Sepak Terjang Hingga Tenggelam
Sejak berdiri, PNI menyelenggarakan kongres dua kali. Kongres pertama
diselenggarakan di Surabaya pada 28-30 Mei 1928 dan kongres kedua di Jakarta,
18-20 Mei 1929. Dalam kongres pertama, Sukarno mengemukakan asas nasionalisme
PNI ke hadapan ribuan pengikutnya, sekaligus pertemuan resmi pertama antara
pemimpin partai dan konstituennya. Bahkan agen Dinas Pengawasan Politik
pemerintah pun turut menyusup ke dalamnya.
“Rapat terbuka yang selama kongres dihadiri massa sekitar 3000 – 3500 orang
arek-arek Surabaya, terdiri dari pimpinan dan massa PNI serta simpatisan, dan
tentu saja wakil dari Pemerintah Hindia Belanda dan PID (Politieke Inlichtingen
Dienst),” kata Iskaq.
Iskaq sendiri dalam kongres tersebut melancarkan kritik terhadap praktik
exorbitante rechten, hak istimewa gubernur jenderal untuk menangkap atau
mengasingkan siapapun yang dianggap mengganggu ketertiban umum dan melawan
pemerintah kolonial.
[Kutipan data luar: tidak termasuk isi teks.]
impl LocationSyncService {
    pub fn new(table: LocationTable, lookup: Arc<dyn WeatherLookup>, options: SyncOptions) -> Self {
        let (events, _) = broadcast::channel(EVENT_CHANNEL_CAPACITY);
        Self {
            table,
            lookup,
            options,
            writer: Mutex::new(()),
            refresh_gate: Mutex::new(()),
            batches_published: AtomicU64::new(0),
            cache: Arc::new(RwLock::new(CacheState::default())),
            events,
        }
    }

    /// Ensure the backing table exists. Safe to call on every start.
    pub async fn initialize(&self) -> Result<(), SyncError> {
        self.table.initialize().await?;
        let count = self.table.count().await?;
        tracing::info!(
            "Location store ready with {} of {} locations",
            count,
            self.options.capacity
        );
        Ok(())
    }

    pub fn capacity(&self) -> usize {
        self.options.capacity
    }

    /// Receive a notification after every mutation and refresh batch.
    pub fn subscribe(&self) -> broadcast::Receiver<SyncEvent> {
        self.events.subscribe()
    }

    /// Whether another location fits right now.
    pub async fn can_save(&self) -> Result<bool, SyncError> {
        Ok(self.table.count().await? < self.options.capacity)
    }

    /// Resolve a place and fetch its weather without touching the store.
    pub async fn search(&self, city_name: &str) -> Result<SearchOutcome, SyncError> {
        let query = validate_city_name(city_name)?;

        tracing::debug!(phase = ?LookupPhase::FetchingCoordinate, "Searching for '{}'", query);
        let coordinate = match self.bounded(self.lookup.resolve_place(query)).await? {
            Some(coordinate) => coordinate,
            None => {
                tracing::info!(phase = ?LookupPhase::CoordinateNotFound, "No match for '{}'", query);
                return Ok(SearchOutcome::NotFound);
            }
        };

        tracing::debug!(phase = ?LookupPhase::CoordinateResolved, "'{}' is at {}", query, coordinate);
        let reading = self
            .bounded(self.lookup.fetch_current_temperature(coordinate))
            .await?;

        Ok(SearchOutcome::Found(SearchResult {
            query: query.to_string(),
            coordinate,
            reading,
        }))
    }

    /// One-off reading for a transient coordinate.
    pub async fn weather_at(&self, coordinate: Coordinate) -> Result<WeatherReading, SyncError> {
        if !coordinate.is_valid() {
            return Err(SyncError::InvalidCoordinate(coordinate));
        }
        Ok(self
            .bounded(self.lookup.fetch_current_temperature(coordinate))
            .await?)
    }

    /// Weather at the device's position. A permission denial is reported as
    /// an outcome and is never retried.
    pub async fn current_location_weather(
        &self,
        locator: &dyn DeviceLocator,
    ) -> Result<CurrentLocationOutcome, SyncError> {
        let coordinate = match locator.current_position().await {
            Ok(coordinate) => coordinate,
            Err(LocationError::PermissionDenied) => {
                tracing::info!("Location permission denied; skipping current weather");
                return Ok(CurrentLocationOutcome::PermissionDenied);
            }
            Err(e) => return Err(SyncError::Location(e)),
        };

        let reading = self.weather_at(coordinate).await?;
        Ok(CurrentLocationOutcome::Weather {
            coordinate,
            reading,
        })
    }

    /// Persist a new location if capacity allows.
    ///
    /// # Errors
    /// `CapacityExceeded` is returned before any write is attempted.
    pub async fn save(&self, city_name: &str, coordinate: Coordinate) -> Result<LocationId, SyncError> {
        self.save_with_reading(city_name, coordinate, None).await
    }

    /// Save a search hit, keeping its reading as the location's first value.
    pub async fn save_search_result(&self, result: &SearchResult) -> Result<LocationId, SyncError> {
        self.save_with_reading(&result.query, result.coordinate, Some(result.reading))
            .await
    }

    async fn save_with_reading(
        &self,
        city_name: &str,
        coordinate: Coordinate,
        reading: Option<WeatherReading>,
    ) -> Result<LocationId, SyncError> {
        let city_name = validate_city_name(city_name)?;
        if !coordinate.is_valid() {
            return Err(SyncError::InvalidCoordinate(coordinate));
        }

        let _writer = self.writer.lock().await;

        let existing = self.table.list_all().await?;
        if existing.len() >= self.options.capacity {
            tracing::info!(
                "Rejected save of '{}': {} of {} locations in use",
                city_name,
                existing.len(),
                self.options.capacity
            );
            return Err(SyncError::CapacityExceeded {
                limit: self.options.capacity,
            });
        }

        let id = self
            .table
            .insert(city_name, coordinate.latitude, coordinate.longitude)
            .await?;

        if let Some(reading) = reading {
            let mut cache = self.cache.write();
            cache.readings.insert(id, reading);
            cache.phases.insert(id, LookupPhase::WeatherAvailable);
        }
        self.reconcile_after_write().await;

        tracing::info!("Saved '{}' at {} as location {}", city_name, coordinate, id);
        self.publish(SyncEvent::Saved { id });
        Ok(id)
    }

    /// Remove a location and its cached reading. Unknown ids are a no-op.
    pub async fn delete(&self, id: LocationId) -> Result<(), SyncError> {
        let _writer = self.writer.lock().await;

        self.table.delete_by_id(id).await?;
        {
            let mut cache = self.cache.write();
            cache.readings.remove(&id);
            cache.phases.remove(&id);
        }
        self.reconcile_after_write().await;

        tracing::info!("Deleted location {}", id);
        self.publish(SyncEvent::Deleted { id });
        Ok(())
    }

    /// Fetch a fresh reading for every saved location.
    ///
    /// Lookups run concurrently. One location's failure only leaves that
    /// entry `None`, and the batch is published once, after every lookup has
    /// settled. A caller arriving while a batch is running receives that
    /// batch instead of starting another, as long as it covers exactly the
    /// locations saved now; a location saved after the batch started gets a
    /// new batch. If `cancel` fires, the batch still runs to completion but
    /// its results are dropped. Dropping the returned future mid-batch aborts
    /// the lookups and restores the phases they overwrote.
    pub async fn refresh_all(&self, cancel: &CancellationToken) -> Result<RefreshBatch, SyncError> {
        let requested_at = self.batches_published.load(Ordering::Acquire);
        let _gate = self.refresh_gate.lock().await;

        if cancel.is_cancelled() {
            return Err(SyncError::Cancelled);
        }
        let records = self.table.list_all().await?;

        if self.batches_published.load(Ordering::Acquire) > requested_at {
            let last_batch = self.cache.read().last_batch.clone();
            if let Some(batch) = last_batch.filter(|b| covers_exactly(b, &records)) {
                tracing::debug!("Refresh request satisfied by the batch that just completed");
                return Ok(batch);
            }
        }

        let in_flight_phase = match self.options.refresh_strategy {
            RefreshStrategy::ResolveByName => LookupPhase::FetchingCoordinate,
            RefreshStrategy::StoredCoordinate => LookupPhase::FetchingWeather,
        };
        let mut phases = InFlightPhases::mark(&self.cache, &records, in_flight_phase);

        tracing::debug!("Refreshing {} locations", records.len());
        let mut tasks = JoinSet::new();
        for record in records.iter().cloned() {
            let lookup = Arc::clone(&self.lookup);
            let strategy = self.options.refresh_strategy;
            let limit = self.options.lookup_timeout;
            let cache = Arc::clone(&self.cache);
            let active = phases.active();
            tasks.spawn(async move {
                let outcome =
                    refresh_one(lookup.as_ref(), &cache, &active, &record, strategy, limit).await;
                (record.id, outcome)
            });
        }

        let mut outcomes = HashMap::with_capacity(records.len());
        while let Some(joined) = tasks.join_next().await {
            match joined {
                Ok((id, outcome)) => {
                    outcomes.insert(id, outcome);
                }
                Err(e) => tracing::warn!("Refresh task failed: {}", e),
            }
        }

        if cancel.is_cancelled() {
            tracing::info!("Refresh cancelled; discarding {} results", outcomes.len());
            return Err(SyncError::Cancelled);
        }

        let writer = self.writer.lock().await;
        let live: HashSet<LocationId> = match self.table.list_all().await {
            Ok(current) => current.into_iter().map(|r| r.id).collect(),
            Err(e) => return Err(e.into()),
        };

        let batch = {
            let mut cache = self.cache.write();
            let mut readings = BTreeMap::new();
            for record in &records {
                if !live.contains(&record.id) {
                    tracing::debug!("Location {} deleted during refresh", record.id);
                    continue;
                }
                let (phase, reading) = outcomes
                    .remove(&record.id)
                    .unwrap_or((LookupPhase::LookupFailed, None));
                if let Some(reading) = reading {
                    cache.readings.insert(record.id, reading);
                }
                cache.phases.insert(record.id, phase);
                readings.insert(record.id, reading);
            }
            cache.retain_live(&live);

            let batch = RefreshBatch {
                readings,
                completed_at: Utc::now(),
            };
            cache.last_batch = Some(batch.clone());
            batch
        };
        phases.disarm();
        self.batches_published.fetch_add(1, Ordering::AcqRel);
        drop(writer);

        tracing::info!(
            "Refreshed {} locations ({} failed)",
            batch.len(),
            batch.failures()
        );
        self.publish(SyncEvent::Refreshed {
            locations: batch.len(),
            failed: batch.failures(),
        });
        Ok(batch)
    }

    /// Saved locations with their last known readings. Never touches the network.
    pub async fn current_snapshot(&self) -> Result<Snapshot, SyncError> {
        let records = self.table.list_all().await?;

        let cache = self.cache.read();
        let locations = records
            .into_iter()
            .map(|record| LocationView {
                reading: cache.readings.get(&record.id).copied(),
                phase: cache.phases.get(&record.id).copied().unwrap_or_default(),
                record,
            })
            .collect();

        Ok(Snapshot {
            locations,
            capacity: self.options.capacity,
            last_refreshed: cache.last_batch.as_ref().map(|b| b.completed_at),
        })
    }

    /// Re-read the store after a write and drop cache entries for records
    /// that no longer exist.
    async fn reconcile_after_write(&self) {
        match self.table.list_all().await {
            Ok(records) => {
                let live: HashSet<LocationId> = records.iter().map(|r| r.id).collect();
                self.cache.write().retain_live(&live);
            }
            Err(e) => tracing::warn!("Could not re-read locations after write: {}", e),
        }
    }

    async fn bounded<T>(
        &self,
        call: impl Future<Output = Result<T, LookupError>>,
    ) -> Result<T, LookupError> {
        bounded(self.options.lookup_timeout, call).await
    }

    fn publish(&self, event: SyncEvent) {
        // No subscribers is fine
        let _ = self.events.send(event);
    }
}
Berbagai materi pembicaraan kongres yang menyerang
kebijakan pemerintah meningkatkan kewaspadaan terhadap partai yang baru
berdiri itu.
Kongres kedua di Jakarta sedikit berbeda dari kongres pertama
karena pada saat itulah lagu Indonesia Raya dinyanyikan sekaligus
menjadi lagu wajib resmi partai. Peserta sidang pun datang dari
berbagai daerah di Indonesia, kecuali cabang Ulusiau, “karena
ketuanya G. Dauhan dilarang datang ke kongres PNI oleh Residen di
Manado,” kata Iskaq. Materi pembicaraan di dalam kongres tak banyak
jauh berbeda dari kongres pertama. Tetap kritis terhadap pemerintah
kolonial.
Seiring dinamisnya kegiatan PNI, pengawasan pemerintah kolonial
pun semakin ketat. Para pemimpin PNI yang menggalang kekuatan
tak hanya di kalangan partai, juga meluaskan perannya dengan
mendirikan Permufakatan Perhimpunan Politik Kebangsaan
Indonesia (PPKI) yang menjadi motor berbagai pertemuan politik
dan Sumpah Pemuda pada 1928. Iklim politik kembali memanas
seiring kemunculan pemimpin-pemimpin politik yang baru itu.
Ketegangan yang terjadi sejak berdirinya PNI akhirnya berujung pada penangkapan
para pemimpin PNI. Pada 29 Desember 1929, Sukarno beserta Maskoen,
Soepriadinata dan Gatot Mangkoepradja ditangkap di Yogyakarta usai menghadiri
rapat umum yang diselenggarakan PPKI. Rangkaian yang dimulai sejak 24 Desember
itu menurut Iskaq terjadi “pada 37 tempat, yakni 27 di Jawa, 8 di Sumatera, 1 di
Sulawesi dan 1 lagi di Kalimantan. Penangkapan seluruhnya berjumlah 180 pimpinan
PNI,” kata Iskaq mengutip keterangan Soenario.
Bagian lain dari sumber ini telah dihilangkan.